Ответ Европейского Союза на COVID-19

Политическая система Европейского Союза как многоуровневая система принятия решений, обладающая способностью действовать наднационально на международном, многостороннем и транснациональном уровнях,[15] хорошо подходит для менеджмента транснационального глобального кризиса здравоохранения, который превратился в экзистенциальный социальный, экономический кризис и кризис безопасности. Лидерство и солидарность необходимы для успешного прохождения Европейского Союза через этот экзистенциальный кризис. Этот тривиальный призыв к лидерству и солидарности как никогда важен для того, чтобы спасти европейский проект от развала и Европу от падения в темные времена национализма. Лидерство и солидарность важнее, чем во время любого из многих кризисов, через которые прошел Европейский Союз с момента своего основания.[16]

На ранних этапах кризиса COVID-19 в Европе ЕС не демонстрировал большого присутствия.[17] Конечно, это вызвало много критики. В самом деле, ЕС не предпринимал действий в начале эпидемии COVID-19, поскольку общественное здравоохранение не входит ни в исключительную, ни в общую компетенцию ЕС. Общественное здравоохранение является национальной компетенцией и ЕС имеет только вспомогательные компетенции в соответствии с Лиссабонским договором: «Союз может осуществлять действия для поддержки, координации или дополнения действий государств-членов по защите и улучшению здоровья людей». Государства-члены первоначально действовали в одностороннем порядке в соответствии со своими национальными правилами на случай непредвиденных обстоятельств. Достаточно красноречиво то, что большинство критиков исходили из того, что ЕС, конечно, должен играть заметную роль в общественном здравоохранении!

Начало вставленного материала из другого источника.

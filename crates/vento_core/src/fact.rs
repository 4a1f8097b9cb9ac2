use chrono::NaiveDateTime;
use serde::{Deserialize, Serialize};

use crate::{ResolvedRow, SignalId};

/// A fact ready to be written: resolved signal and a concrete value.
#[derive(Clone, Debug, PartialEq, Serialize, Deserialize)]
pub struct FactRow {
    pub signal_id: SignalId,
    pub timestamp: NaiveDateTime,
    pub value: f64,
}

/// A fact as persisted, with its surrogate key.
#[derive(Clone, Debug, PartialEq, Serialize, Deserialize)]
pub struct StoredFact {
    pub id: i32,
    pub signal_id: SignalId,
    pub timestamp: NaiveDateTime,
    pub value: f64,
}

#[derive(Clone, Copy, Debug, Default, PartialEq, Eq, Serialize, Deserialize)]
#[serde(rename_all = "snake_case")]
pub enum WriteMode {
    /// Plain append; re-running a range duplicates its facts.
    #[default]
    Append,
    /// Delete the run's signals over the run's bucket span, then append.
    ReplaceRange,
}

/// Inclusive bucket-start span a run wrote into.
#[derive(Clone, Copy, Debug, PartialEq, Eq, Serialize, Deserialize)]
pub struct FactRange {
    pub first: NaiveDateTime,
    pub last: NaiveDateTime,
}

#[derive(Clone, Copy, Debug, Default, PartialEq, Eq, Serialize, Deserialize)]
pub struct WriteReport {
    pub inserted: usize,
    pub skipped_missing: usize,
    pub replaced: u64,
}

#[derive(Clone, Debug, Default, PartialEq, Eq)]
pub struct FactQuery {
    pub signal_id: Option<SignalId>,
    pub from: Option<NaiveDateTime>,
    pub to: Option<NaiveDateTime>,
    pub limit: Option<u64>,
}

/// Drop rows without a finite value; the fact table's value column is not null.
pub fn prepare_facts(rows: &[ResolvedRow]) -> (Vec<FactRow>, usize) {
    let mut facts = Vec::with_capacity(rows.len());
    let mut skipped = 0;
    for row in rows {
        match row.value.filter(|value| value.is_finite()) {
            Some(value) => facts.push(FactRow {
                signal_id: row.signal_id,
                timestamp: row.timestamp,
                value,
            }),
            None => skipped += 1,
        }
    }
    (facts, skipped)
}
use std::collections::HashSet;

use serde::{Deserialize, Serialize};

use crate::{AggregationOp, FieldSet};

pub type SignalId = i32;

/// Dimension row: the identity of one (measured field, operation) pair.
///
/// `operation` is kept as the stored text so rows written by other tools
/// with operations this build does not know still load.
#[derive(Clone, Debug, PartialEq, Eq, Hash, Serialize, Deserialize)]
pub struct Signal {
    pub id: SignalId,
    pub name: String,
    pub operation: String,
}

impl Signal {
    pub fn key(&self) -> SignalKey {
        SignalKey {
            name: self.name.clone(),
            operation: self.operation.clone(),
        }
    }
}

#[derive(Clone, Debug, PartialEq, Eq, Hash, PartialOrd, Ord, Serialize, Deserialize)]
pub struct SignalKey {
    pub name: String,
    pub operation: String,
}

impl SignalKey {
    pub fn new(name: impl Into<String>, operation: AggregationOp) -> Self {
        Self {
            name: name.into(),
            operation: operation.as_str().to_string(),
        }
    }
}

#[derive(Clone, Debug, PartialEq, Eq)]
pub enum BootstrapOutcome {
    Populated { inserted: usize },
    Skipped { existing: usize },
}

#[derive(Clone, Debug, Default, PartialEq, Eq)]
pub struct ReconcileOutcome {
    pub inserted: Vec<Signal>,
    pub existing: usize,
}

/// Cartesian product of fields x operations with dense ids `1..=N`.
///
/// Fields form the outer loop and operations the inner loop, so ids are
/// stable for a given configuration order.
pub fn enumerate_signals(fields: &FieldSet, operations: &[AggregationOp]) -> Vec<Signal> {
    let mut out = Vec::with_capacity(fields.len() * operations.len());
    for name in fields.names() {
        for operation in operations {
            out.push(Signal {
                id: out.len() as SignalId + 1,
                name: name.clone(),
                operation: operation.as_str().to_string(),
            });
        }
    }
    out
}

/// Configured pairs missing from `existing`, numbered after the current max id.
///
/// Existing rows are never renumbered; pairs already present are skipped
/// regardless of their id.
pub fn plan_reconcile(
    existing: &[Signal],
    fields: &FieldSet,
    operations: &[AggregationOp],
) -> Vec<Signal> {
    let present: HashSet<SignalKey> = existing.iter().map(Signal::key).collect();
    let mut next_id = existing.iter().map(|signal| signal.id).max().unwrap_or(0) + 1;
    let mut out = Vec::new();
    for signal in enumerate_signals(fields, operations) {
        if present.contains(&signal.key()) {
            continue;
        }
        out.push(Signal {
            id: next_id,
            ..signal
        });
        next_id += 1;
    }
    out
}
use std::collections::BTreeSet;
use std::path::Path;
use std::time::Duration;

use async_trait::async_trait;
use chrono::NaiveDateTime;
use log::{debug, info};
use sea_orm::sea_query::{
    Alias, Expr, Func, Iden, MysqlQueryBuilder, Order, PostgresQueryBuilder, Query,
    QueryStatementWriter, SqliteQueryBuilder,
};
use sea_orm::{
    ConnectOptions, ConnectionTrait, Database, DatabaseBackend, DatabaseConnection,
    DatabaseTransaction, QueryResult, Statement, TransactionTrait,
};
use sea_orm_migration::MigratorTrait;

use vento_core::{
    enumerate_signals, plan_reconcile, prepare_facts, AggregationOp, BootstrapOutcome,
    FactQuery, FactRange, FactReadApi, FactRow, FactWriteApi, FieldSet, ReconcileOutcome,
    ResolvedRow, Signal, SignalDimensionApi, SignalId, StoredFact, VentoError, VentoResult,
    WriteReport,
};

use crate::db::*;
use crate::migration::Migrator;
use crate::{DatabaseConfig, VentoConfig};

/// Rows per multi-row INSERT statement.
const INSERT_CHUNK_ROWS: usize = 1_000;

/// Handle on the dimension and fact tables.
///
/// Construct one per pipeline run and pass it in; the pool is released
/// when the handle is dropped or [`SignalStore::close`] is awaited.
#[derive(Clone)]
pub struct SignalStore {
    conn: DatabaseConnection,
}

impl SignalStore {
    pub async fn connect(config: &VentoConfig, base_dir: &Path) -> VentoResult<Self> {
        let url = build_connection_url(config, base_dir)?;
        let mut options = ConnectOptions::new(url);
        options.sqlx_logging(false);
        if let Some(pool) = &config.pool {
            if let Some(max) = pool.max_connections {
                options.max_connections(max);
            }
            if let Some(min) = pool.min_connections {
                options.min_connections(min);
            }
            if let Some(timeout_ms) = pool.connect_timeout_ms {
                options.connect_timeout(Duration::from_millis(timeout_ms));
            }
            if let Some(timeout_ms) = pool.acquire_timeout_ms {
                options.acquire_timeout(Duration::from_millis(timeout_ms));
            }
            if let Some(timeout_ms) = pool.idle_timeout_ms {
                options.idle_timeout(Duration::from_millis(timeout_ms));
            }
        }
        let backend = config.backend_name();
        let conn = Database::connect(options)
            .await
            .map_err(|err| VentoError::storage(format!("connect to {backend} store: {err}")))?;
        let store = Self { conn };
        Migrator::up(&store.conn, None).await.map_err(|err| {
            VentoError::storage(format!("migrate signal and fact tables on {backend}: {err}"))
        })?;
        info!("store: connected to {backend} backend");
        Ok(store)
    }

    pub fn connection(&self) -> &DatabaseConnection {
        &self.conn
    }

    pub async fn close(self) -> VentoResult<()> {
        self.conn.close().await.map_err(VentoError::from)
    }

    async fn insert_signals(&self, tx: &DatabaseTransaction, signals: &[Signal]) -> VentoResult<()> {
        if signals.is_empty() {
            return Ok(());
        }
        let mut insert = Query::insert()
            .into_table(DimSignal::Table)
            .columns([DimSignal::Id, DimSignal::Name, DimSignal::Operation])
            .to_owned();
        for signal in signals {
            insert.values_panic([
                signal.id.into(),
                signal.name.clone().into(),
                signal.operation.clone().into(),
            ]);
        }
        exec(tx, &insert).await?;
        Ok(())
    }

    async fn insert_facts(&self, tx: &DatabaseTransaction, facts: &[FactRow]) -> VentoResult<()> {
        for chunk in facts.chunks(INSERT_CHUNK_ROWS) {
            let mut insert = Query::insert()
                .into_table(FactData::Table)
                .columns([FactData::SignalId, FactData::Timestamp, FactData::Value])
                .to_owned();
            for fact in chunk {
                insert.values_panic([
                    fact.signal_id.into(),
                    fact.timestamp.into(),
                    fact.value.into(),
                ]);
            }
            exec(tx, &insert).await?;
        }
        Ok(())
    }

    async fn delete_facts_in_range(
        &self,
        tx: &DatabaseTransaction,
        range: FactRange,
        signal_ids: &[SignalId],
    ) -> VentoResult<u64> {
        if signal_ids.is_empty() {
            return Ok(0);
        }
        let delete = Query::delete()
            .from_table(FactData::Table)
            .and_where(Expr::col(FactData::SignalId).is_in(signal_ids.iter().copied()))
            .and_where(Expr::col(FactData::Timestamp).gte(range.first))
            .and_where(Expr::col(FactData::Timestamp).lte(range.last))
            .to_owned();
        exec_count(tx, &delete).await
    }

    /// Insert `facts` in one transaction, optionally clearing a range first.
    async fn write_facts(
        &self,
        replace: Option<(FactRange, Vec<SignalId>)>,
        facts: &[FactRow],
    ) -> VentoResult<u64> {
        let tx = self.conn.begin().await?;
        let mut replaced = 0;
        if let Some((range, signal_ids)) = replace {
            replaced = self.delete_facts_in_range(&tx, range, &signal_ids).await?;
        }
        self.insert_facts(&tx, facts).await?;
        tx.commit().await?;
        Ok(replaced)
    }
}

#[async_trait]
impl SignalDimensionApi for SignalStore {
    async fn list_signals(&self) -> VentoResult<Vec<Signal>> {
        list_signals_in(&self.conn).await
    }

    async fn count_signals(&self) -> VentoResult<u64> {
        count_rows(&self.conn, DimSignal::Table, DimSignal::Id).await
    }

    async fn bootstrap_signals(
        &self,
        fields: &FieldSet,
        operations: &[AggregationOp],
    ) -> VentoResult<BootstrapOutcome> {
        let tx = self.conn.begin().await?;
        let existing = count_rows(&tx, DimSignal::Table, DimSignal::Id).await?;
        if existing > 0 {
            info!("store: signal table holds {existing} rows; bootstrap skipped");
            return Ok(BootstrapOutcome::Skipped {
                existing: existing as usize,
            });
        }
        let signals = enumerate_signals(fields, operations);
        self.insert_signals(&tx, &signals).await?;
        tx.commit().await?;
        info!("store: signal table populated with {} rows", signals.len());
        Ok(BootstrapOutcome::Populated {
            inserted: signals.len(),
        })
    }

    async fn reconcile_signals(
        &self,
        fields: &FieldSet,
        operations: &[AggregationOp],
    ) -> VentoResult<ReconcileOutcome> {
        let tx = self.conn.begin().await?;
        let existing = list_signals_in(&tx).await?;
        let missing = plan_reconcile(&existing, fields, operations);
        self.insert_signals(&tx, &missing).await?;
        tx.commit().await?;
        for signal in &missing {
            info!(
                "store: registered signal {} ({}, {})",
                signal.id, signal.name, signal.operation
            );
        }
        Ok(ReconcileOutcome {
            inserted: missing,
            existing: existing.len(),
        })
    }

    async fn delete_signal(&self, id: SignalId) -> VentoResult<bool> {
        let delete = Query::delete()
            .from_table(DimSignal::Table)
            .and_where(Expr::col(DimSignal::Id).eq(id))
            .to_owned();
        let affected = exec_count(&self.conn, &delete).await?;
        Ok(affected > 0)
    }
}

#[async_trait]
impl FactWriteApi for SignalStore {
    async fn append_facts(&self, rows: &[ResolvedRow]) -> VentoResult<WriteReport> {
        let (facts, skipped_missing) = prepare_facts(rows);
        self.write_facts(None, &facts).await.map_err(write_failure)?;
        debug!(
            "store: appended {} facts, skipped {} without value",
            facts.len(),
            skipped_missing
        );
        Ok(WriteReport {
            inserted: facts.len(),
            skipped_missing,
            replaced: 0,
        })
    }

    async fn replace_facts(
        &self,
        range: FactRange,
        rows: &[ResolvedRow],
    ) -> VentoResult<WriteReport> {
        let signal_ids: Vec<SignalId> = rows
            .iter()
            .map(|row| row.signal_id)
            .collect::<BTreeSet<_>>()
            .into_iter()
            .collect();
        let (facts, skipped_missing) = prepare_facts(rows);
        let replaced = self
            .write_facts(Some((range, signal_ids)), &facts)
            .await
            .map_err(write_failure)?;
        debug!(
            "store: replaced {} facts in [{}, {}] with {}",
            replaced,
            range.first,
            range.last,
            facts.len()
        );
        Ok(WriteReport {
            inserted: facts.len(),
            skipped_missing,
            replaced,
        })
    }
}

#[async_trait]
impl FactReadApi for SignalStore {
    async fn count_facts(&self) -> VentoResult<u64> {
        count_rows(&self.conn, FactData::Table, FactData::Id).await
    }

    async fn count_facts_by_signal(&self) -> VentoResult<Vec<(SignalId, u64)>> {
        let select = Query::select()
            .column(FactData::SignalId)
            .expr_as(Func::count(Expr::col(FactData::Id)), Alias::new("count"))
            .from(FactData::Table)
            .group_by_col(FactData::SignalId)
            .order_by(FactData::SignalId, Order::Asc)
            .to_owned();
        let rows = query_all(&self.conn, &select).await?;
        let mut out = Vec::with_capacity(rows.len());
        for row in rows {
            let signal_id: SignalId = row.try_get("", &col_name(FactData::SignalId))?;
            let count: i64 = row.try_get("", "count")?;
            out.push((signal_id, count.max(0) as u64));
        }
        Ok(out)
    }

    async fn list_facts(&self, query: FactQuery) -> VentoResult<Vec<StoredFact>> {
        let mut select = Query::select()
            .columns([
                FactData::Id,
                FactData::SignalId,
                FactData::Timestamp,
                FactData::Value,
            ])
            .from(FactData::Table)
            .order_by(FactData::Id, Order::Asc)
            .to_owned();
        if let Some(signal_id) = query.signal_id {
            select.and_where(Expr::col(FactData::SignalId).eq(signal_id));
        }
        if let Some(from) = query.from {
            select.and_where(Expr::col(FactData::Timestamp).gte(from));
        }
        if let Some(to) = query.to {
            select.and_where(Expr::col(FactData::Timestamp).lt(to));
        }
        if let Some(limit) = query.limit {
            select.limit(limit);
        }
        let rows = query_all(&self.conn, &select).await?;
        rows.iter().map(read_fact).collect()
    }
}

fn read_fact(row: &QueryResult) -> VentoResult<StoredFact> {
    Ok(StoredFact {
        id: row.try_get("", &col_name(FactData::Id))?,
        signal_id: row.try_get("", &col_name(FactData::SignalId))?,
        timestamp: row.try_get::<NaiveDateTime>("", &col_name(FactData::Timestamp))?,
        value: row.try_get("", &col_name(FactData::Value))?,
    })
}

async fn list_signals_in<C: ConnectionTrait>(conn: &C) -> VentoResult<Vec<Signal>> {
    let select = Query::select()
        .columns([DimSignal::Id, DimSignal::Name, DimSignal::Operation])
        .from(DimSignal::Table)
        .order_by(DimSignal::Id, Order::Asc)
        .to_owned();
    let rows = query_all(conn, &select).await?;
    let mut signals = Vec::with_capacity(rows.len());
    for row in rows {
        signals.push(Signal {
            id: row.try_get("", &col_name(DimSignal::Id))?,
            name: row.try_get("", &col_name(DimSignal::Name))?,
            operation: row.try_get("", &col_name(DimSignal::Operation))?,
        });
    }
    Ok(signals)
}

async fn count_rows<C, T, K>(conn: &C, table: T, column: K) -> VentoResult<u64>
where
    C: ConnectionTrait,
    T: Iden + 'static,
    K: Iden + 'static,
{
    let select = Query::select()
        .expr_as(Func::count(Expr::col(column)), Alias::new("count"))
        .from(table)
        .to_owned();
    let count: i64 = match query_one(conn, &select).await? {
        Some(row) => row.try_get("", "count")?,
        None => 0,
    };
    Ok(count.max(0) as u64)
}

/// A failed fact write is reported as such, whatever layer raised it.
fn write_failure(err: VentoError) -> VentoError {
    match err {
        VentoError::Storage { message } => VentoError::write(message),
        other => other,
    }
}

fn col_name(column: impl Iden) -> String {
    column.to_string()
}

fn build_stmt<S: QueryStatementWriter>(
    backend: DatabaseBackend,
    stmt: &S,
) -> (String, sea_orm::sea_query::Values) {
    match backend {
        DatabaseBackend::Sqlite => stmt.build(SqliteQueryBuilder),
        DatabaseBackend::Postgres => stmt.build(PostgresQueryBuilder),
        DatabaseBackend::MySql => stmt.build(MysqlQueryBuilder),
    }
}

async fn exec<C, S>(conn: &C, stmt: &S) -> VentoResult<()>
where
    C: ConnectionTrait,
    S: QueryStatementWriter,
{
    exec_count(conn, stmt).await.map(|_| ())
}

async fn exec_count<C, S>(conn: &C, stmt: &S) -> VentoResult<u64>
where
    C: ConnectionTrait,
    S: QueryStatementWriter,
{
    let backend = conn.get_database_backend();
    let (sql, values) = build_stmt(backend, stmt);
    let result = conn
        .execute(Statement::from_sql_and_values(backend, sql, values))
        .await?;
    Ok(result.rows_affected())
}

async fn query_all<C, S>(conn: &C, stmt: &S) -> VentoResult<Vec<QueryResult>>
where
    C: ConnectionTrait,
    S: QueryStatementWriter,
{
    let backend = conn.get_database_backend();
    let (sql, values) = build_stmt(backend, stmt);
    let rows = conn
        .query_all(Statement::from_sql_and_values(backend, sql, values))
        .await?;
    Ok(rows)
}

async fn query_one<C, S>(conn: &C, stmt: &S) -> VentoResult<Option<QueryResult>>
where
    C: ConnectionTrait,
    S: QueryStatementWriter,
{
    let backend = conn.get_database_backend();
    let (sql, values) = build_stmt(backend, stmt);
    let row = conn
        .query_one(Statement::from_sql_and_values(backend, sql, values))
        .await?;
    Ok(row)
}

fn build_connection_url(config: &VentoConfig, base_dir: &Path) -> VentoResult<String> {
    match &config.database {
        DatabaseConfig::Sqlite { .. } => {
            let path = config.sqlite_path(base_dir)?;
            Ok(format!("sqlite://{}?mode=rwc", path.display()))
        }
        DatabaseConfig::Postgres { url } => Ok(url.clone()),
        DatabaseConfig::Mysql { url } => Ok(url.clone()),
    }
}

Когда большинство границ в Шенгенской зоне было закрыто в результате односторонних действий и без дальнейшей координации, Комиссия ЕС впервые вмешалась, напомнив государствам-членам ЕС об их обязательствах. Негативным последствием нескоординированного закрытия границ между странами-членами стало нарушение цепочек поставок внутри ЕС. Это, конечно, было непреднамеренным последствием второго порядка односторонних действий, что заставило комиссию ЕС вмешаться в защиту единого рынка.

На первый взгляд, антикризисный менеджмент ЕС казался нескоординированным и показывал неадекватность ЕС, но если присмотреться внимательно, видно, что ЕС взял на себя гораздо больше ответственности и действий по кризисному менеджменту, оказывая немедленную помощь тем людям и государствам-членам, которые больше всего пострадали от COVID-19, в частности Италии, Испании и Франции. Активные знаки солидарности европейских народов, граждан, регионов, стран-членов ЕС и ЕС с наиболее нуждающимися в наиболее пострадавших странах были очень впечатляющими: оказание помощи путем отправки медицинских материалов, медицинских работников, обеспечение мест для наиболее пострадавших пациентов в больницах и реанимациях, защита медицинских работников и граждан и возвращение граждан ЕС со всего мира в ходе крупнейшей эвакуационной операции за всю историю, более 60 000 оказавшихся в затруднительном положении граждан ЕС были доставлены домой.[18] «Не говорите пренебрежительно об этом», – предупредил Стефан Корнелиус, один из ведущих немецких обозревателей еще в начале апреля 2020 года. Его предостережение взывало к активной солидарности и коллективной реакции ЕС.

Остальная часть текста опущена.